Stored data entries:
use super::types::RawProfile;
use crate::analysis::hard_cut::DEFAULT_SCENE_THRESHOLD;
use crate::analysis::{BlackSynthesis, CloseOverlapPolicy, DetectionParams, MatchParams};
use crate::utils::{Error, Result};
use serde::{Deserialize, Serialize};
use std::collections::HashMap;

/// Seconds a chapter mark may lie outside a silence and still confirm it.
const CHAPTER_TOLERANCE: f64 = 0.5;

/// Padding around a silence when searching frames for chapter confirmation.
const CHAPTER_FRAME_PADDING: f64 = 0.1;

/// Settings handed to the backend filters.
#[derive(Debug, Clone, Copy, PartialEq, Serialize, Deserialize)]
pub struct BackendSettings {
    pub silence_noise_db: f64,
    pub silence_detect_duration: f64,
    pub black_detect_duration: f64,
    pub black_picture_threshold: f64,
    pub black_pixel_threshold: f64,
    /// Whether the per-frame report is produced at all
    pub frame_analysis: bool,
}

#[derive(Debug, Clone, PartialEq, Serialize, Deserialize)]
pub struct DetectionProfile {
    pub name: String,
    pub title: String,
    pub backend: BackendSettings,
    pub min_silence_duration: f64,
    pub min_black_duration: f64,
    pub min_overlap: f64,
    pub close_overlap_tolerance: f64,
    pub close_overlap_policy: CloseOverlapPolicy,
    pub confirm_black_percentage: i32,
    pub chapter_confirm_black_percentage: i32,
    pub chapter_min_silence: f64,
    pub synth_black_percentage: i32,
    pub synth_min_duration: f64,
    pub frame_rate: f64,
    pub merge_gap: f64,
    pub min_period_duration: f64,
    pub scene_threshold: Option<f64>,
    pub chapter_marks: Vec<f64>,
}

impl DetectionProfile {
    pub fn from_raw(name: String, raw: RawProfile) -> Result<Self> {
        if !(raw.frame_rate.is_finite() && raw.frame_rate > 0.0) {
            return Err(Error::profile(format!(
                "Invalid frame rate for profile '{}': {}",
                name, raw.frame_rate
            )));
        }

        let mut chapter_marks: Vec<f64> = raw
            .chapter_marks
            .into_iter()
            .filter(|mark| mark.is_finite())
            .collect();
        chapter_marks.sort_by(f64::total_cmp);

        Ok(DetectionProfile {
            name,
            title: raw.title,
            backend: BackendSettings {
                silence_noise_db: raw.silence_noise_db,
                silence_detect_duration: raw.silence_detect_duration,
                black_detect_duration: raw.black_detect_duration,
                black_picture_threshold: raw.black_picture_threshold,
                black_pixel_threshold: raw.black_pixel_threshold,
                frame_analysis: raw.use_frame_analysis,
            },
            min_silence_duration: raw.min_silence_duration,
            min_black_duration: raw.min_black_duration,
            min_overlap: raw.min_overlap,
            close_overlap_tolerance: raw.close_overlap_tolerance,
            close_overlap_policy: raw.close_overlap_policy,
            confirm_black_percentage: raw.confirm_black_percentage,
            chapter_confirm_black_percentage: raw.chapter_confirm_black_percentage,
            chapter_min_silence: raw.chapter_min_silence,
            synth_black_percentage: raw.synth_black_percentage,
            synth_min_duration: raw.synth_min_duration,
            frame_rate: raw.frame_rate,
            merge_gap: raw.merge_gap,
            min_period_duration: raw.min_period_duration,
            scene_threshold: raw.scene_threshold,
            chapter_marks,
        })
    }

    pub fn frame_duration(&self) -> f64 {
        1.0 / self.frame_rate
    }

    /// Scene score a frame must exceed to count as a hard cut.
    pub fn scene_threshold(&self) -> f64 {
        self.scene_threshold.unwrap_or(DEFAULT_SCENE_THRESHOLD)
    }

    /// Builds detector parameters, adding run-specific chapter marks to the
    /// profile's own list.
    pub fn to_params(&self, edge_margin: f64, extra_chapters: &[f64]) -> DetectionParams {
        let mut chapter_marks = self.chapter_marks.clone();
        chapter_marks.extend(extra_chapters.iter().copied().filter(|m| m.is_finite()));
        chapter_marks.sort_by(f64::total_cmp);
        chapter_marks.dedup();

        // frame evidence is used whenever a frame report is present, even when
        // the backend is not asked to produce one
        DetectionParams {
            min_silence_duration: self.min_silence_duration,
            min_black_duration: self.min_black_duration,
            matching: MatchParams {
                min_duration: self.min_overlap,
                frame_confirmation: true,
                close_tolerance: self.close_overlap_tolerance,
                close_policy: self.close_overlap_policy,
                confirm_black_percentage: self.confirm_black_percentage,
                chapter_marks,
                chapter_tolerance: CHAPTER_TOLERANCE,
                chapter_frame_padding: CHAPTER_FRAME_PADDING,
                chapter_confirm_black_percentage: self.chapter_confirm_black_percentage,
                chapter_min_silence: self.chapter_min_silence,
            },
            synthesize_black: true,
            synthesis: BlackSynthesis {
                min_black_percentage: self.synth_black_percentage,
                min_duration: self.synth_min_duration,
                frame_duration: self.frame_duration(),
            },
            merge_gap: self.merge_gap,
            min_period_duration: self.min_period_duration,
            edge_margin,
            scene_threshold: Some(self.scene_threshold()),
        }
    }
}

pub struct ProfileManager {
    profiles: HashMap<String, DetectionProfile>,
}

impl ProfileManager {
    pub fn new() -> Self {
        Self {
            profiles: HashMap::new(),
        }
    }

    pub fn load_profiles(&mut self, raw_profiles: HashMap<String, RawProfile>) -> Result<()> {
        self.profiles.clear();

        for (name, raw_profile) in raw_profiles {
            let profile = DetectionProfile::from_raw(name.clone(), raw_profile)?;
            self.profiles.insert(name, profile);
        }

        Ok(())
    }

    pub fn get_profile(&self, name: &str) -> Option<&DetectionProfile> {
        self.profiles.get(name)
    }

    /// Like [`get_profile`](Self::get_profile), but unknown names are an error
    /// listing the available profiles.
    pub fn require_profile(&self, name: &str) -> Result<&DetectionProfile> {
        self.profiles.get(name).ok_or_else(|| {
            Error::profile(format!(
                "Unknown profile '{}'. Available: {}",
                name,
                self.list_profiles().join(", ")
            ))
        })
    }

    /// Profile names in alphabetical order.
    pub fn list_profiles(&self) -> Vec<&str> {
        let mut names: Vec<&str> = self.profiles.keys().map(String::as_str).collect();
        names.sort_unstable();
        names
    }
}

impl Default for ProfileManager {
    fn default() -> Self {
        Self::new()
    }
}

▸ Your objective
What are the lines above, starting at the one with "for (name, raw_profile)" and ending at the one with "the available profiles."? Give them again exactly, and only them.

▸ Answer to this problem
        for (name, raw_profile) in raw_profiles {
            let profile = DetectionProfile::from_raw(name.clone(), raw_profile)?;
            self.profiles.insert(name, profile);
        }

        Ok(())
    }

    pub fn get_profile(&self, name: &str) -> Option<&DetectionProfile> {
        self.profiles.get(name)
    }

    /// Like [`get_profile`](Self::get_profile), but unknown names are an error
    /// listing the available profiles.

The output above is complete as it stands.